A lump of marble can only become a statue if it is sculpted, whereas an acorn will become an oak tree of its own accord. Aristotle suggested that the less an object depends on external factors to achieve its potential, then the greater it is. He created a hierarchy of being, which began with the four basic elements of earth, water air, and fire, and ended with God. In between there are plant life, animal life, human life and then, directly below God, the “heavenly bodies” i. e. the stars and planets. Aristotle said that the four elements had the most basic potentials, which is why they are positioned at the bottom of the hierarchy.
Plants only have the potential to feed, grow and reproduce, and so they are positioned just above the elements. Animals have a more advanced potential that that of plants, but still less advanced than human potential, which is to feed, grow, reproduce, move and feel etc and also the potential to use rational thought, which is the most important for humans. Aristotle stresses the fact that, although they do not consciously strive to fulfil their potential, the heavenly bodies are eternal and have an innate tendency for unending circular motion, and ensuring a basis for the rest of the hierarchy to exist on.

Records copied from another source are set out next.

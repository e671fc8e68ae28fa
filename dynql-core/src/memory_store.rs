/// In-memory store for testing and embedded use
///
/// Implements [`StoreClient`] with the same semantics the driver expects from a
/// remote store: conditioned single-item writes, paged query/scan, and an
/// all-or-nothing `transact_write`. All data is lost when the last clone is
/// dropped.

use crate::error::store_code;
use crate::store::{
    matches_filter, BillingMode, CreateTableRequest, Filter, GetItemRequest, Page, QueryRequest,
    ScanRequest, StoreClient, TableDescription, WriteOperation,
};
use crate::{Error, Item, Key, KeySchema, Result};
use parking_lot::{Mutex, RwLock};
use std::collections::{BTreeMap, HashMap, HashSet};
use std::ops::Bound;
use std::sync::Arc;
use tracing::debug;

/// Most operations accepted in one `transact_write` call
pub const MAX_TRANSACT_ITEMS: usize = 100;

/// Store operations, used for call accounting and failure injection
#[derive(Debug, Clone, Copy, PartialEq, Eq, Hash)]
pub enum StoreOp {
    CreateTable,
    DeleteTable,
    DescribeTable,
    ListTables,
    PutItem,
    UpdateItem,
    DeleteItem,
    GetItem,
    Query,
    Scan,
    TransactWrite,
}

impl StoreOp {
    pub fn is_write(&self) -> bool {
        matches!(
            self,
            StoreOp::PutItem | StoreOp::UpdateItem | StoreOp::DeleteItem | StoreOp::TransactWrite
        )
    }
}

struct MemoryTable {
    key_schema: KeySchema,
    billing_mode: BillingMode,
    items: BTreeMap<Key, Item>,
}

impl MemoryTable {
    fn check_item_key(&self, key: &Key, item: &Item) -> Result<()> {
        match self.key_schema.key_of(item) {
            Some(item_key) if &item_key == key => Ok(()),
            Some(_) => Err(Error::store(
                store_code::VALIDATION,
                "Item key attributes do not match the request key",
            )),
            None => Err(Error::store(
                store_code::VALIDATION,
                "One or more parameter values were invalid: Missing the key attributes in the item",
            )),
        }
    }

    fn check_key_shape(&self, key: &Key) -> Result<()> {
        if key.sk.is_some() != self.key_schema.sort_key.is_some() {
            return Err(Error::store(
                store_code::VALIDATION,
                "The provided key element does not match the schema",
            ));
        }
        Ok(())
    }
}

Highest of all is God. God does not represent anything, but rather God is perfect form. He is actuality rather than potentiality. God depends on nothing else for his existence, but is completely self-sufficient and, on the contrary, everything else depends on him to exist. These links between God and everything else are crucial when Aristotle begins to talk about “causation”. He claimed that God is the final cause of the universe. He has fulfilled his potential and there is no further advancement that he can undergo.

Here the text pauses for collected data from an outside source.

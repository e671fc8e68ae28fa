/// Dialect front end: text to bound store plan
///
/// Pipeline: `lexer` -> `parser` (AST) -> `compiler` (validated statement,
/// key rules applied) -> `planner` (parameters bound, store request built).

pub mod lexer;
pub mod ast;
pub mod parser;
pub mod statement;
pub mod compiler;
pub mod planner;

pub use ast::DialectStatement;
pub use compiler::{validate_table_name, Catalog, StatementCompiler};
pub use parser::{DialectParser, MAX_NESTING_DEPTH, MAX_STATEMENT_LENGTH};
pub use planner::{OperationPlanner, Plan, ReadPlan, ReadRequest};
pub use statement::*;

Aristotle also said that “cause” may be understood on four different levels. The first is “material cause” which defines the things that an object is made of. For example, the “material” cause of a statue is the marble, clay etc that it was made from. The second level of “cause” is “efficient cause”. This defines the method by which an object was formed. The “efficient cause” of the statue would be the sculptor, or more precisely the process of sculpting. The third level is “formal cause” describes the characteristics possessed by an object.
Aristotle defines the formal cause of a statue as being the shape it possesses, which makes it recognisable as a statue. This leads us onto the fourth and “final” cause. The “final cause” is the ultimate reason why a thing exists in the first place, when it might never have existed at all. The final cause in the case of the example would be the statue itself, because it is what the sculptor aimed to create from the start. The final statue fulfils the sculptors’ intention. Aristotle was not particularly interested in the causes of statues and other inanimate objects.
He applied his theory of causation to living things and, most importantly, to the universe. The final cause of the universe is God, so in taking this view, God is the final cause of everything exists. Discuss the strengths and weaknesses of Aristotle’s views on causality. Aristotle’s views on causation have many strengths. Firstly it gives a plausible explanation to why things exist but it steers clear of the theory that the universe was created by God in its entirety. It gives us an idea of why we exist and what we need to do to fulfil our own potential.